Actually, it's the old economy. In the old economy, when asset values inflate, the cost of money to acquire them goes up (unless the Fed artificially maintains low interest rates). In the old economy the rise in asset values would exclude buyers who cannot afford to pay (unless lenders give money away for free, courtesy of the Fed). In the old economy, when companies produce goods and services that nobody wants to buy, sometimes at any price, they go out of business (unless the government declares them too big to fail).
We know it's the old economy because despite the best efforts of woolly-headed community activists and the policymakers trying to please them, the market finally declares a holiday on the misallocation of productive resources and deflates to properly reflect the real value of our choices. The sad but entirely predictable result is the loss of jobs devoted to the making and selling things that nobody wants to buy.

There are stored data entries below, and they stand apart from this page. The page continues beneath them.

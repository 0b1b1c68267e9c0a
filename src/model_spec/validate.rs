//! Structural checks run on a specification before it can be built
//!

use std::collections::{BTreeMap, HashMap, HashSet};

use itertools::Itertools;
use thiserror::Error;

use super::{
    Cardinality, CptMapping, DecisionNode, DecisionTree, DenseCpt, DeterministicCpt, Leaf,
    Mixture, MixtureComponent, Section, SectionKind, ValueObject,
};
use crate::prob_utils::{find_invalid_prob, get_distro_sum, is_normalized_distro};

#[derive(Debug, Error, PartialEq)]
pub enum SpecError {
    #[error("duplicate {kind} entry name '{name}'")]
    DuplicateName { kind: String, name: String },

    #[error("name collection '{collection}' lists '{name}' more than once")]
    DuplicateCollectionName { collection: String, name: String },

    #[error("'{entry}' references {kind} entry '{reference}', which is not defined")]
    UnresolvedReference {
        entry: String,
        kind: String,
        reference: String,
    },

    #[error("table '{table}' row {row} sums to {sum}")]
    RowSum { table: String, row: usize, sum: f64 },

    #[error("table '{table}' contains invalid probability {value}")]
    InvalidProbability { table: String, value: f64 },

    #[error("table '{table}' is ragged")]
    RaggedTable { table: String },

    #[error("table '{table}' shape does not match its cardinalities: {detail}")]
    TableShape { table: String, detail: String },

    #[error("cardinality mismatch in '{entry}': {detail}")]
    CardinalityMismatch { entry: String, detail: String },

    #[error("malformed decision tree '{tree}': {detail}")]
    InvalidDecisionTree { tree: String, detail: String },

    #[error("dimension mismatch in '{entry}': {detail}")]
    DimensionMismatch { entry: String, detail: String },

    #[error("covariance '{entry}' has negative or non-finite value {value}")]
    InvalidCovariance { entry: String, value: f64 },

    #[error("'{entry}' contains a non-finite value")]
    NonFiniteValue { entry: String },

    #[error("mixture '{entry}' has no components")]
    EmptyMixture { entry: String },
}

/// Shared lookup state for all validation checks
struct SpecIndex<'a> {
    sections: &'a [Section],
    cardinalities: &'a BTreeMap<String, usize>,
    tolerance: f64,
}

impl<'a> SpecIndex<'a> {
    fn get(&self, kind: SectionKind, name: &str) -> Option<&'a ValueObject> {
        self.sections
            .iter()
            .find(|x| x.kind == kind)
            .and_then(|x| x.get(name))
    }

    /// Numeric value of a cardinality, if it is known at build time
    fn resolve(&self, card: &Cardinality) -> Option<usize> {
        match card {
            Cardinality::Literal(x) => Some(*x),
            Cardinality::Symbol(x) => self.cardinalities.get(x).copied(),
        }
    }
}

fn unresolved(entry: &str, kind: SectionKind, reference: &str) -> SpecError {
    SpecError::UnresolvedReference {
        entry: entry.to_string(),
        kind: kind.to_string(),
        reference: reference.to_string(),
    }
}

fn check_unique_names(section: &Section) -> Result<(), SpecError> {
    let mut names = HashSet::new();
    for entry in section.entries.iter() {
        if !names.insert(entry.name.as_str()) {
            return Err(SpecError::DuplicateName {
                kind: section.kind.to_string(),
                name: entry.name.clone(),
            });
        }
    }
    Ok(())
}

fn check_finite(entry: &str, values: &[f64]) -> Result<(), SpecError> {
    if values.iter().all(|x| x.is_finite()) {
        Ok(())
    } else {
        Err(SpecError::NonFiniteValue {
            entry: entry.to_string(),
        })
    }
}

fn check_distro(table: &str, row: usize, pdf: &[f64], tolerance: f64) -> Result<(), SpecError> {
    if let Some(index) = find_invalid_prob(pdf) {
        return Err(SpecError::InvalidProbability {
            table: table.to_string(),
            value: pdf[index],
        });
    }
    if !is_normalized_distro(pdf, tolerance) {
        return Err(SpecError::RowSum {
            table: table.to_string(),
            row,
            sum: get_distro_sum(pdf),
        });
    }
    Ok(())
}

/// Check tree structure against its own parent count, and against parent/child cardinalities
/// when these are known
///
fn check_decision_tree(
    name: &str,
    tree: &DecisionTree,
    parent_cards: &[Option<usize>],
    child_card: Option<usize>,
) -> Result<(), SpecError> {
    let tree_error = |detail: String| SpecError::InvalidDecisionTree {
        tree: name.to_string(),
        detail,
    };

    let mut result = Ok(());
    tree.root.visit(&mut |node| {
        if result.is_err() {
            return;
        }
        result = match node {
            DecisionNode::Split { parent, cases, .. } => {
                if *parent >= tree.parent_count {
                    Err(tree_error(format!(
                        "split on parent {parent} but tree has {} parents",
                        tree.parent_count
                    )))
                } else {
                    let mut seen = HashSet::new();
                    let parent_card = parent_cards.get(*parent).copied().flatten();
                    let mut split_result = Ok(());
                    for (value, _) in cases {
                        if !seen.insert(*value) {
                            split_result = Err(tree_error(format!(
                                "split on parent {parent} repeats value {value}"
                            )));
                            break;
                        }
                        if let Some(card) = parent_card {
                            if *value < 0 || *value as usize >= card {
                                split_result = Err(tree_error(format!(
                                    "split value {value} is outside parent {parent} cardinality {card}"
                                )));
                                break;
                            }
                        }
                    }
                    split_result
                }
            }
            DecisionNode::Leaf(Leaf::Value(value)) => match child_card {
                Some(card) if *value < 0 || *value as usize >= card => Err(tree_error(format!(
                    "leaf value {value} is outside child cardinality {card}"
                ))),
                _ => Ok(()),
            },
            DecisionNode::Leaf(Leaf::Formula(expr)) => {
                match expr.parent_refs().into_iter().find(|x| *x >= tree.parent_count) {
                    Some(x) => Err(tree_error(format!(
                        "formula '{expr}' references parent {x} but tree has {} parents",
                        tree.parent_count
                    ))),
                    None => Ok(()),
                }
            }
        };
    });
    result
}

/// Trees with more parent value combinations than this are not checked for coverage
const MAX_TREE_COVERAGE_COMBINATIONS: usize = 100_000;
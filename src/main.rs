mod cli;
mod cnv_model;
mod errors;
mod gaussian_params;
mod globals;
mod input_master;
mod logger;
mod model_spec;
mod os_utils;
mod pipeline;
mod prob_utils;
mod run_stats;
mod track_stats;

use std::process;

use hhmmss::Hhmmss;
use log::info;

use crate::cnv_model::StaticSegmentationSettings;
use crate::errors::CnvSegResult;
use crate::globals::{PROGRAM_NAME, PROGRAM_VERSION};
use crate::logger::setup_logger;
use crate::pipeline::{SegmentationPaths, SegwayCommand, run_cnv_segmentation};
use crate::track_stats::GenomedataArchive;

fn run(settings: cli::Settings) -> CnvSegResult<()> {
    info!("Starting {PROGRAM_NAME} {PROGRAM_VERSION}");
    info!(
        "cmdline: {}",
        std::env::args().collect::<Vec<_>>().join(" ")
    );

    let start = std::time::Instant::now();

    let static_settings = StaticSegmentationSettings::new();
    let pipeline = SegwayCommand::new(&settings.segway_path);
    let source = GenomedataArchive::new(&settings.archive);
    let paths = SegmentationPaths {
        archive: settings.archive,
        train_dir: settings.train_dir,
        annotate_dir: settings.annotate_dir,
    };
    run_cnv_segmentation(&static_settings, &pipeline, &source, &paths)?;

    info!(
        "{PROGRAM_NAME} completed. Total Runtime: {}",
        start.elapsed().hhmmssxxx()
    );
    Ok(())
}

fn main() {
    let settings = cli::validate_and_fix_settings(cli::parse_settings());

    if let Err(err) = setup_logger(settings.debug) {
        eprintln!("Unable to start logger: {err}");
        process::exit(exitcode::SOFTWARE);
    }

    if let Err(err) = run(settings) {
        eprintln!("{err}");
        process::exit(err.exit_code());
    }
}
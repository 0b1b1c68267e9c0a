//! Track stats for the whole cnvseg run
//!

use camino::{Utf8Path, Utf8PathBuf};
use const_format::concatcp;
use log::info;
use serde::{Deserialize, Serialize};

use crate::errors::{CnvSegError, CnvSegResult};
use crate::gaussian_params::{StateGaussianParams, TrackMoments};
use crate::globals::PROGRAM_NAME;
use crate::os_utils::create_dir_all;

pub const RUN_STATS_FILENAME: &str = concatcp!(PROGRAM_NAME, ".run.stats.json");

#[derive(Clone, Debug, Default, Deserialize, PartialEq, Serialize)]
pub struct StageTimings {
    pub train_init_time_secs: f64,

    /// Statistics read, parameter derivation, specification build and parameter file output
    pub model_setup_time_secs: f64,

    pub annotate_time_secs: f64,
}

#[derive(Clone, Debug, Deserialize, PartialEq, Serialize)]
pub struct RunStats {
    pub track_names: Vec<String>,
    pub raw_mean: Vec<f64>,
    pub raw_variance: Vec<f64>,

    /// Transformed means indexed as [state][track], in loss, neutral, gain order
    pub transformed_state_means: Vec<Vec<f64>>,
    pub transformed_variance: Vec<f64>,

    pub parameter_filename: Utf8PathBuf,
    pub stage_timings: StageTimings,
}

impl RunStats {
    pub fn new(
        track_names: &[String],
        moments: &TrackMoments,
        params: &StateGaussianParams,
        parameter_filename: &Utf8Path,
    ) -> Self {
        Self {
            track_names: track_names.to_vec(),
            raw_mean: moments.mean.clone(),
            raw_variance: moments.variance.clone(),
            transformed_state_means: params.state_means.clone(),
            transformed_variance: params.variance.clone(),
            parameter_filename: parameter_filename.to_path_buf(),
            stage_timings: StageTimings::default(),
        }
    }
}

/// Write run_stats structure out in json format
pub fn write_run_stats(output_dir: &Utf8Path, run_stats: &RunStats) -> CnvSegResult<()> {
    create_dir_all(output_dir, "run statistics")?;
    let filename = output_dir.join(RUN_STATS_FILENAME);

    info!("Writing run statistics to file: '{filename}'");

    let f = std::fs::File::create(&filename).map_err(|e| CnvSegError::io(&filename, e))?;
    serde_json::to_writer_pretty(&f, &run_stats)
        .map_err(|e| CnvSegError::io(&filename, std::io::Error::other(e)))
}
/// External initialization and annotation stages
///
/// Both calls block until the stage completes, and any failure is returned to the caller
/// without retry.
///
pub trait SegmentationPipeline {
    /// Create the training directory with its auxiliary definitions for `label_count` labels
    fn train_init(
        &self,
        archive: &Utf8Path,
        train_dir: &Utf8Path,
        label_count: usize,
        resolution: u32,
    ) -> CnvSegResult<()>;

    /// Segment the archive using the parameter file in `train_dir`
    fn annotate(
        &self,
        archive: &Utf8Path,
        train_dir: &Utf8Path,
        annotate_dir: &Utf8Path,
    ) -> CnvSegResult<()>;
}

/// Runs each stage as a subcommand of the segway executable
pub struct SegwayCommand {
    program: Utf8PathBuf,
}

impl SegwayCommand {
    pub fn new(program: &Utf8Path) -> Self {
        Self {
            program: program.to_path_buf(),
        }
    }

    fn run_stage(&self, stage: &str, args: &[String]) -> CnvSegResult<()> {
        info!(
            "Running external stage: {} {stage} {}",
            self.program,
            args.join(" ")
        );
        let status = Command::new(&self.program)
            .arg(stage)
            .args(args)
            .status()
            .map_err(|e| CnvSegError::ExternalStage {
                stage: stage.to_string(),
                status: None,
                detail: format!("unable to launch '{}': {e}", self.program),
            })?;

        if !status.success() {
            return Err(CnvSegError::ExternalStage {
                stage: stage.to_string(),
                status: Some(status),
                detail: format!("'{}' {status}", self.program),
            });
        }
        Ok(())
    }
}

impl SegmentationPipeline for SegwayCommand {
    fn train_init(
        &self,
        archive: &Utf8Path,
        train_dir: &Utf8Path,
        label_count: usize,
        resolution: u32,
    ) -> CnvSegResult<()> {
        let args = vec![
            format!("--num-labels={label_count}"),
            format!("--resolution={resolution}"),
            archive.to_string(),
            train_dir.to_string(),
        ];
        self.run_stage(TRAIN_INIT_STAGE, &args)
    }

    fn annotate(
        &self,
        archive: &Utf8Path,
        train_dir: &Utf8Path,
        annotate_dir: &Utf8Path,
    ) -> CnvSegResult<()> {
        let args = vec![
            archive.to_string(),
            train_dir.to_string(),
            annotate_dir.to_string(),
        ];
        self.run_stage(ANNOTATE_STAGE, &args)
    }
}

In the old economy, this is called a recession. It's an opportunity for consumers to reprioritize wants, adjust expectations, and save for the future. It's an opportunity for businesses to reinvent themselves - jettison old ways, strengthen connections to stakeholders, and innovate new products and services.
In the New New Economy, such adjustments are seen as bad. Instead, in the New New Economy, politicians deny their own excesses, scapegoat the rich (who are the only group with enough risk taking capacity to restart the engine of wealth creation), and force feed more money into communities, companies and banks already suffering from an overdose of the cheap stuff.
Like mainlining alchohol to the drunk, politicians in the New New Economy cannot seem to arrest spiraling asset deflation and job losses but are intent on making sure we cannot feel the pain. In the New New Economy, it seems, the only destination is a White House-induced Depression.